Wildlife Ranching SA (WRSA) held a Roan antelope meeting at Onderstepoort on 27 June 2013, confronting the controversial issue many roan breeders are currently facing with genetic integrity.
Dr. Johan Kriek, chairman of the then rare wildlife committee and one of the pioneers in the wildlife industry of South Africa, gave a brief overview of the history of the Western Roan (Hippotragus equinus koba) and explained that there are an unknown number of roan breeders who previously bought Western Roan, who might or might not have been aware of the genetic gene being sold on auctions or through independent traders, no longer in the industry today.
Even though the problem has been identified a number of years ago, very little has been done to address the issue, hence a situation of confusion among many roan breeders regarding the status of their roan antelope and the legalisation around the specific issue.
Prof Bettine Jansen van Vuuren from the department of zoology at the University of Johannesburg stated that “there can be no doubt that the West African group, referred to as the koba subspecies, is significantly different to the large East / Central / Southern group.” She continues to say that “… the presence of the West African roan in our gene pool (hybridizing with local roan) significantly weakens our roan and renders them susceptible to parasites and disease. It is of course also prohibited by the National Environmental Management Biodiversity Act (nr.10 of 2004)”
While Hannes Blom from the Department of Tourism, Environment and Economic affairs says that “Concerning Western roan in the Free State, the animals must be exterminated,” the Roan Management Workshop drafted notes in February 2013 with the key issues as follows:
- Genetic testing
- The mitochondrial DNA testing must continue. Any applications to translocate roan from roan herds that have been contaminated with Western roan (or suspect) should be declined until the nuclear test is finalised.

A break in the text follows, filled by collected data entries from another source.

use chrono::{NaiveDateTime, Utc};
use serde::{Deserialize, Serialize};
use validator::{Validate, ValidationErrors};

pub const DEFAULT_LEADER: &str = "orchestrator-principal";

#[derive(Clone, Copy, Debug, PartialEq, Eq, PartialOrd, Ord, Hash, Serialize, Deserialize)]
pub enum TaskStatus {
  #[serde(rename = "PENDENTE", alias = "PENDING")]
  Pending,
  #[serde(rename = "FINALIZADA", alias = "DONE")]
  Done,
}
impl Default for TaskStatus {
  fn default() -> Self {
    TaskStatus::Pending
  }
}

/// A unit of work. Field names on the wire match the persisted task file.
#[derive(Clone, Debug, PartialEq, Eq, Serialize, Deserialize, Validate)]
pub struct Task {
  #[validate(length(min = 1))]
  pub id: String,
  #[serde(rename = "titulo")]
  #[validate(length(min = 1))]
  pub title: String,
  #[serde(rename = "descricao", default)]
  pub description: String,
  #[serde(rename = "horario_recebimento")]
  pub created_at: NaiveDateTime,
  #[serde(rename = "clock_lamport", default)]
  pub logical_timestamp: u64,
  #[serde(default)]
  pub status: TaskStatus,
  #[serde(rename = "worker_responsavel", default)]
  pub assigned_worker_id: Option<String>,
  #[serde(rename = "realocada", default)]
  pub reassigned: bool,
  #[serde(rename = "vezes_realocada", default)]
  pub reassign_count: u32,
}
impl Task {
  pub fn new(id: String, title: String, description: String, logical_timestamp: u64) -> Task {
    Task {
      id,
      title,
      description,
      created_at: Utc::now().naive_utc(),
      logical_timestamp,
      status: TaskStatus::Pending,
      assigned_worker_id: None,
      reassigned: false,
      reassign_count: 0,
    }
  }

  /// Counts one move away from a lost worker.
  pub fn mark_reassigned(&mut self) {
    self.reassigned = true;
    self.reassign_count += 1;
  }

  pub fn is_pending(&self) -> bool {
    self.status == TaskStatus::Pending
  }

  /// Pending with nobody working on it.
  pub fn is_unassigned(&self) -> bool {
    self.is_pending() && self.assigned_worker_id.is_none()
  }

  pub fn held_by(&self, worker_id: &str) -> bool {
    self.is_pending() && self.assigned_worker_id.as_deref() == Some(worker_id)
  }

  /// The `<seq>` part of ids shaped `task-<millis>-<seq>`.
  pub fn id_sequence(&self) -> Option<u64> {
    let mut parts = self.id.split('-');
    match (parts.next(), parts.next(), parts.next(), parts.next()) {
      (Some("task"), Some(_), Some(seq), None) => seq.parse().ok(),
      _ => None,
    }
  }
}

/// Round-robin cursor and the worker ids it was computed against.
#[derive(Clone, Debug, Default, PartialEq, Eq)]
pub struct RotationState {
  pub cursor_index: usize,
  pub last_known_worker_ids: Vec<String>,
}

#[derive(Clone, Debug, PartialEq, Eq, Serialize, Deserialize)]
pub struct TableMeta {
  #[serde(rename = "roundRobinIndex", default)]
  pub cursor_index: usize,
  #[serde(rename = "workersConectados", default)]
  pub workers_connected: usize,
  #[serde(rename = "workerIds", default)]
  pub worker_ids: Vec<String>,
  #[serde(rename = "ultimaAtualizacao", default)]
  pub updated_at: Option<NaiveDateTime>,
  #[serde(rename = "liderAtual", default = "default_leader")]
  pub leader_id: String,
}
impl Default for TableMeta {
  fn default() -> Self {
    TableMeta {
      cursor_index: 0,
      workers_connected: 0,
      worker_ids: Vec::new(),
      updated_at: None,
      leader_id: default_leader(),
    }
  }
}

fn default_leader() -> String {
  DEFAULT_LEADER.to_string()
}

/// The task table plus rotation metadata. This is both the persisted document and the payload of
/// full-state replication.
#[derive(Clone, Debug, Default, PartialEq, Eq, Serialize, Deserialize)]
pub struct TaskTable {
  #[serde(rename = "metadados", default)]
  pub meta: TableMeta,
  #[serde(rename = "tarefas", default)]
  pub tasks: Vec<Task>,
}
impl TaskTable {
  pub fn rotation(&self) -> RotationState {
    RotationState {
      cursor_index: self.meta.cursor_index,
      last_known_worker_ids: self.meta.worker_ids.clone(),
    }
  }

  /// Every task must carry a non-empty id and title.
  pub fn validate(&self) -> Result<(), ValidationErrors> {
    self.tasks.iter().try_for_each(|t| t.validate())
  }
}

#[derive(Clone, Debug, Default, PartialEq, Eq, Serialize)]
pub struct TaskStats {
  pub total: usize,
  pub pending: usize,
  pub done: usize,
  pub unassigned: usize,
  pub reassigned: usize,
  pub pending_by_worker: std::collections::BTreeMap<String, usize>,
}

#[cfg(test)]
fn task(id: &str, title: &str) -> Task {
  Task::new(id.to_string(), title.to_string(), String::new(), 1)
}

#[test]
fn test_id_sequence() {
  assert_eq!(task("task-1700000000000-42", "a").id_sequence(), Some(42));
  assert_eq!(task("task-1-x", "a").id_sequence(), None);
  assert_eq!(task("other", "a").id_sequence(), None);
  assert_eq!(task("task-1-2-3", "a").id_sequence(), None);
}

#[test]
fn test_validate_rejects_blank_fields() {
  let mut table = TaskTable::default();
  table.tasks.push(task("task-1-1", "A"));
  assert!(table.validate().is_ok());
  table.tasks.push(task("task-1-2", ""));
  assert!(table.validate().is_err());
  table.tasks[1].title = "B".to_string();
  table.tasks[1].id = String::new();
  assert!(table.validate().is_err());
}

#[test]
fn test_status_accepts_both_spellings() {
  let s: TaskStatus = serde_json::from_str("\"DONE\"").unwrap();
  assert_eq!(s, TaskStatus::Done);
  let s: TaskStatus = serde_json::from_str("\"PENDENTE\"").unwrap();
  assert_eq!(s, TaskStatus::Pending);
  assert_eq!(serde_json::to_string(&TaskStatus::Done).unwrap(), "\"FINALIZADA\"");
}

- Nuclear testing will be developed over the next six months
- Western Roan can be translocated back to the original source (permits should have been issued) (NB: alignment with all legal requirements)
- The landowner must inform all authorities of the test within 24 hours and should the official not be able to be present, the landowner can make use of a veterinarian in possession of a TOPS permit authorising the activity.
- The purchaser to be provided with Samples when animals are loaded in the absence of an official.
- Protocol: use of specified forensic kit (to be specified by authority); procedure to deliver to testing facilities
- Permit requirements for the courier (consider permit requirements for movement of samples)
- Testing facilities: TOPS registered; use correct baseline information. Screen criteria to be provided by DEA
- Facilities to register within 30 days
- The facility currently accepted is the University of Johannesburg.
- Management of Western Roan
- Identification of all existing Western Roan populations (require risk mitigations measures and exit strategy)
- Export to be considered once nuclear DNA testing is finalised.
- Need to confirm if the population is managed in terms of permit conditions
- New populations (illegal) enforcement actions
- Amnesty period to be considered for landowners who have Western Roan
- Possible actions:
- Translocate back to the original source
- Export under the condition that pure western roan can be proved (back to the country of natural distribution)
- Ex-situ conservation projects
- National target date for all Western Roan to be removed
- National norms and standards for species likely to hybridise
- To clarify the common name of Southern Roan
- Database to be developed (DEA to develop a template and circulate to provinces) and to investigate the animal recording device used by DAFF
- Concern regarding the habitat assessment.
The discussion initiated by the WRSA, on finding a solution to accommodate all roan breeders in South Africa, is in progress at the moment and wildboere.com will give frequent updates in this regard.